Inuyasha's chat room arguments
by Fon Purin
Summary: Inuyasha,kagome,Shippo,Miroku, and Sango all have computers for the summer, shippo and Inuyasha are sharing the same house,and everyone else is seperated for this summer.
1. day 1

Inuyasha's chat room

Day one

**Inuyasha**: Hmmmmm.Damn thing how do I invite people?

**Kagome:**You just did stupid

**Inuyasha:** Oh I did! Ha stupid thing whatever you're called ha I beat you!

**Kagome:** Um Inuyasha calm down.

**Inuyahsa: **I know I know but ha! Anywayz hey where's that stupid monk at?

**Kagome:** he should be joining soon I invited him!

**Inuyasha:** No woman, baka, now we have to listen to that womanizer rank about his new girlfriend!

**Kagome:** What a new girlfriend?Who? How come I never heard about this?Geez men, they think women are the secondary source don't they? Well not anymore I'm going to invite Sango and see what she thinks about this!

**Meroku: ** **Hi Kagome, hi Inuyasha what's up?**

**Kagome:** oh nothing, I'm just telling Inuyasha that women are so much better than men!

**Meroku: Oh Inuyasha how dare you, of course women are… hey wait a minute kagome what do you think your saying? It is us men who shape the social life of the women therefore we are more important!**

**Sango: **_hi inuyasha, Kagome, and Meroku!_

**Kagome:** Hi Sango we R talking bout who's better the stupid, not as good looking men or the attractive, smart, and more powerful women?

**Sango: **_Oh women are definitely the best no question asked, first off we are better at tumbling, second we know how to cook and third we don't run always during fights!_

**Inuyasha:** Hey that was only once and I had to go to the bathroom you can't blame me for you guys wanting to fight!
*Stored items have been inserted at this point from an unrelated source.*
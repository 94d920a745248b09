//! Mock implementations for testing.

use async_trait::async_trait;
use std::collections::BTreeMap;
use std::sync::atomic::{AtomicBool, AtomicUsize, Ordering};
use std::sync::{Arc, Mutex, MutexGuard, PoisonError};
use std::time::Duration;

use vigil_core::{
    GroupId, LeafTail, LinkId, LogRoot, MerkleClient, MerkleError, MerkleResult, Seqno,
};
use vigil_storage::{KvStore, StorageError, StorageResult};

/// Tracks how many calls are in flight and the highest count seen.
#[derive(Debug, Default)]
struct InFlight {
    current: AtomicUsize,
    peak: AtomicUsize,
    total: AtomicUsize,
}

impl InFlight {
    fn enter(&self) -> InFlightGuard<'_> {
        self.total.fetch_add(1, Ordering::SeqCst);
        let now = self.current.fetch_add(1, Ordering::SeqCst).saturating_add(1);
        self.peak.fetch_max(now, Ordering::SeqCst);
        InFlightGuard(self)
    }
}

struct InFlightGuard<'a>(&'a InFlight);

impl Drop for InFlightGuard<'_> {
    fn drop(&mut self) {
        self.0.current.fetch_sub(1, Ordering::SeqCst);
    }
}

#[derive(Debug)]
struct MerkleState {
    root: LogRoot,
    first_usable: Option<Seqno>,
    /// Log position at which a leaf was published, to the leaf. Positions
    /// between entries see the most recent earlier leaf.
    leaves: BTreeMap<Seqno, LeafTail>,
    fetch_failure: Option<MerkleError>,
    lookup_failure: Option<MerkleError>,
    fetch_delay: Duration,
    lookup_delay: Duration,
    /// How far the log grows after every successful fetch.
    root_step: u64,
}

/// Mock implementation of [`MerkleClient`] for testing.
///
/// The log is modelled as a set of publication points: a leaf added at
/// position `p` is what every root from `p` onward records for the group,
/// until a later publication. All groups share one leaf oracle.
///
/// Uses `std::sync::Mutex` internally so setters work without a runtime.
#[derive(Debug, Clone)]
pub struct MockMerkleClient {
    state: Arc<Mutex<MerkleState>>,
    fetches: Arc<InFlight>,
    lookups: Arc<InFlight>,
}

impl MockMerkleClient {
    /// A client whose fresh root is `root`, with no first usable seqno and
    /// no leaves.
    #[must_use]
    pub fn new(root: LogRoot) -> Self {
        Self {
            state: Arc::new(Mutex::new(MerkleState {
                root,
                first_usable: None,
                leaves: BTreeMap::new(),
                fetch_failure: None,
                lookup_failure: None,
                fetch_delay: Duration::ZERO,
                lookup_delay: Duration::ZERO,
                root_step: 0,
            })),
            fetches: Arc::new(InFlight::default()),
            lookups: Arc::new(InFlight::default()),
        }
    }

    /// Set the first usable seqno.
    #[must_use]
    pub fn with_first_usable(self, seqno: Seqno) -> Self {
        self.state().first_usable = Some(seqno);
        self
    }

    /// Delay every root fetch.
    #[must_use]
    pub fn with_fetch_delay(self, delay: Duration) -> Self {
        self.state().fetch_delay = delay;
        self
    }

    /// Grow the log by `step` after every successful fetch, so consecutive
    /// fetches see ever newer roots.
    #[must_use]
    pub fn with_root_step(self, step: u64) -> Self {
        self.state().root_step = step;
        self
    }

    fn state(&self) -> MutexGuard<'_, MerkleState> {
        self.state.lock().unwrap_or_else(PoisonError::into_inner)
    }

    /// Publish `link_id` as the group's chain tip at `chain_seqno`, from log
    /// position `position` on.
    pub fn add_leaf(&self, position: Seqno, chain_seqno: Seqno, link_id: LinkId) {
        self.state().leaves.insert(
            position,
            LeafTail {
                chain_seqno,
                link_id,
            },
        );
    }

    /// Replace the root handed out by the next fetches.
    pub fn set_root(&self, root: LogRoot) {
        self.state().root = root;
    }

    /// Delay every leaf lookup.
    pub fn set_lookup_delay(&self, delay: Duration) {
        self.state().lookup_delay = delay;
    }

    /// Fail every following fetch with `error`.
    pub fn fail_fetch(&self, error: MerkleError) {
        self.state().fetch_failure = Some(error);
    }

    /// Fail every following lookup with `error`.
    pub fn fail_lookups(&self, error: MerkleError) {
        self.state().lookup_failure = Some(error);
    }

    /// Stop injecting failures.
    pub fn clear_failures(&self) {
        let mut state = self.state();
        state.fetch_failure = None;
        state.lookup_failure = None;
    }

    /// Root fetches started so far.
    #[must_use]
    pub fn fetch_count(&self) -> usize {
        self.fetches.total.load(Ordering::SeqCst)
    }

    /// Leaf lookups started so far.
    #[must_use]
    pub fn lookup_count(&self) -> usize {
        self.lookups.total.load(Ordering::SeqCst)
    }

    /// Highest number of fetches that were in flight at once.
    #[must_use]
    pub fn max_concurrent_fetches(&self) -> usize {
        self.fetches.peak.load(Ordering::SeqCst)
    }

    /// Highest number of lookups that were in flight at once.
    #[must_use]
    pub fn max_concurrent_lookups(&self) -> usize {
        self.lookups.peak.load(Ordering::SeqCst)
    }
}

#[async_trait]
impl MerkleClient for MockMerkleClient {
    async fn fetch_root_by_freshness(&self, _max_age: Duration) -> MerkleResult<LogRoot> {
        let _in_flight = self.fetches.enter();
        let delay = self.state().fetch_delay;
        if !delay.is_zero() {
            tokio::time::sleep(delay).await;
        }
        let mut state = self.state();
        if let Some(error) = &state.fetch_failure {
            return Err(error.clone());
        }
        let root = state.root.clone();
        if state.root_step > 0 {
            let next = Seqno(root.seqno.0.saturating_add(state.root_step));
            state.root = LogRoot::new(next, root.hash);
        }
        Ok(root)
    }

    fn first_usable_seqno(&self) -> Option<Seqno> {
        self.state().first_usable
    }

    async fn lookup_leaf(
        &self,
        _group: &GroupId,
        position: Seqno,
        _head: &LogRoot,
    ) -> MerkleResult<Option<LeafTail>> {
        let _in_flight = self.lookups.enter();
        let delay = self.state().lookup_delay;
        if !delay.is_zero() {
            tokio::time::sleep(delay).await;
        }
        let state = self.state();
        if let Some(error) = &state.lookup_failure {
            return Err(error.clone());
        }
        Ok(state
            .leaves
            .range(..=position)
            .next_back()
            .map(|(_, tail)| *tail))
    }
}

/// A [`KvStore`] wrapper that counts traffic and can refuse writes.
pub struct FlakyKvStore {
    inner: Arc<dyn KvStore>,
    fail_writes: AtomicBool,
    reads: AtomicUsize,
    writes: AtomicUsize,
}

impl std::fmt::Debug for FlakyKvStore {
    fn fmt(&self, f: &mut std::fmt::Formatter<'_>) -> std::fmt::Result {
        f.debug_struct("FlakyKvStore")
            .field("fail_writes", &self.fail_writes)
            .field("reads", &self.reads)
            .field("writes", &self.writes)
            .finish_non_exhaustive()
    }
}

impl FlakyKvStore {
    /// Wrap `inner`, passing everything through.
    #[must_use]
    pub fn new(inner: Arc<dyn KvStore>) -> Self {
        Self {
            inner,
            fail_writes: AtomicBool::new(false),
            reads: AtomicUsize::new(0),
            writes: AtomicUsize::new(0),
        }
    }

    /// Make writes fail with [`StorageError::Internal`] (or stop doing so).
    pub fn fail_writes(&self, fail: bool) {
        self.fail_writes.store(fail, Ordering::SeqCst);
    }

    /// Reads attempted so far.
    #[must_use]
    pub fn read_count(&self) -> usize {
        self.reads.load(Ordering::SeqCst)
    }

    /// Writes attempted so far, including refused ones.
    #[must_use]
    pub fn write_count(&self) -> usize {
        self.writes.load(Ordering::SeqCst)
    }

    fn check_write(&self) -> StorageResult<()> {
        self.writes.fetch_add(1, Ordering::SeqCst);
        if self.fail_writes.load(Ordering::SeqCst) {
            return Err(StorageError::Internal("injected write failure".to_string()));
        }
        Ok(())
    }
}

#[async_trait]
impl KvStore for FlakyKvStore {
    async fn get(&self, namespace: &str, key: &str) -> StorageResult<Option<Vec<u8>>> {
        self.reads.fetch_add(1, Ordering::SeqCst);
        self.inner.get(namespace, key).await
    }

    async fn set(&self, namespace: &str, key: &str, value: Vec<u8>) -> StorageResult<()> {
        self.check_write()?;
        self.inner.set(namespace, key, value).await
    }

    async fn delete(&self, namespace: &str, key: &str) -> StorageResult<bool> {
        self.check_write()?;
        self.inner.delete(namespace, key).await
    }

    async fn exists(&self, namespace: &str, key: &str) -> StorageResult<bool> {
        self.reads.fetch_add(1, Ordering::SeqCst);
        self.inner.exists(namespace, key).await
    }

    async fn list_keys(&self, namespace: &str) -> StorageResult<Vec<String>> {
        self.reads.fetch_add(1, Ordering::SeqCst);
        self.inner.list_keys(namespace).await
    }

    async fn clear_namespace(&self, namespace: &str) -> StorageResult<u64> {
        self.check_write()?;
        self.inner.clear_namespace(namespace).await
    }
}

#[cfg(test)]
mod tests {
    use super::*;
    use crate::fixtures;
    use vigil_storage::MemoryKvStore;

    #[tokio::test]
    async fn test_leaf_oracle_sees_latest_publication() {
        let client = MockMerkleClient::new(fixtures::root(100));
        client.add_leaf(Seqno(10), Seqno(1), fixtures::link_id(1));
        client.add_leaf(Seqno(20), Seqno(2), fixtures::link_id(2));
        let id = fixtures::group_id(1, false);
        let head = fixtures::root(100);

        assert_eq!(client.lookup_leaf(&id, Seqno(9), &head).await.unwrap(), None);
        let at_15 = client.lookup_leaf(&id, Seqno(15), &head).await.unwrap().unwrap();
        assert_eq!(at_15.chain_seqno, Seqno(1));
        let at_20 = client.lookup_leaf(&id, Seqno(20), &head).await.unwrap().unwrap();
        assert_eq!(at_20.link_id, fixtures::link_id(2));
        assert_eq!(client.lookup_count(), 3);
        assert_eq!(client.max_concurrent_lookups(), 1);
    }

    #[tokio::test]
    async fn test_fetch_failure_injection() {
        let client = MockMerkleClient::new(fixtures::root(5));
        client.fail_fetch(MerkleError::Unavailable("down".into()));
        assert!(client.fetch_root_by_freshness(Duration::from_secs(1)).await.is_err());
        client.clear_failures();
        let root = client.fetch_root_by_freshness(Duration::from_secs(1)).await.unwrap();
        assert_eq!(root.seqno, Seqno(5));
        assert_eq!(client.fetch_count(), 2);
    }

    #[tokio::test]
    async fn test_root_step_grows_the_log() {
        let client = MockMerkleClient::new(fixtures::root(5)).with_root_step(10);
        let max_age = Duration::from_secs(1);
        assert_eq!(client.fetch_root_by_freshness(max_age).await.unwrap().seqno, Seqno(5));
        assert_eq!(client.fetch_root_by_freshness(max_age).await.unwrap().seqno, Seqno(15));
    }

    #[tokio::test]
    async fn test_flaky_store_counts_and_fails() {
        let store = FlakyKvStore::new(Arc::new(MemoryKvStore::new()));
        store.set("ns", "a", vec![1]).await.unwrap();
        store.fail_writes(true);
        assert!(store.set("ns", "b", vec![2]).await.is_err());
        assert_eq!(store.get("ns", "a").await.unwrap(), Some(vec![1]));
        assert_eq!(store.get("ns", "b").await.unwrap(), None);
        assert_eq!(store.write_count(), 2);
        assert_eq!(store.read_count(), 2);
    }
}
**Kagome: **We were fighting to save your sorry behind!

**Inuyasha:** yea right you all probably wanted to take all the credit.

**Kagome: **Nu uh we were fighting to save you, gees you were the one with the tail between your legs!

**Inuyasha:** Give a man a break I mean I really had to go!

**Sango:**_ yea and that Chinese girl sitting next to you by the bathroom door seemed to take the need to go to the bathroom away didn't she?_

**Inuyasha:** no! I couldn't go to the bathroom because someone was already in there!

**Meroku: Oh yea that was me! I tell you that was a nice bathroom for being out in the woods!**

**Sango: **_That's where you were? We thought you had gotten eaten! Anyway not the point, you were just by the bathroom to flirt with that Chinese girl!_

**Meroku: Chinese girl? I didn't see one! Was she nice? How big was her butt?**

**Sango: **_Meroku! Hey have you realized I was here? I'm your girlfriend!_

**Meroku: yea I'm just getting to know the "social" women in this city is there anything wrong with that?**

**Kagome:** hey people I have to go; we'll talk about this later! Buh bye!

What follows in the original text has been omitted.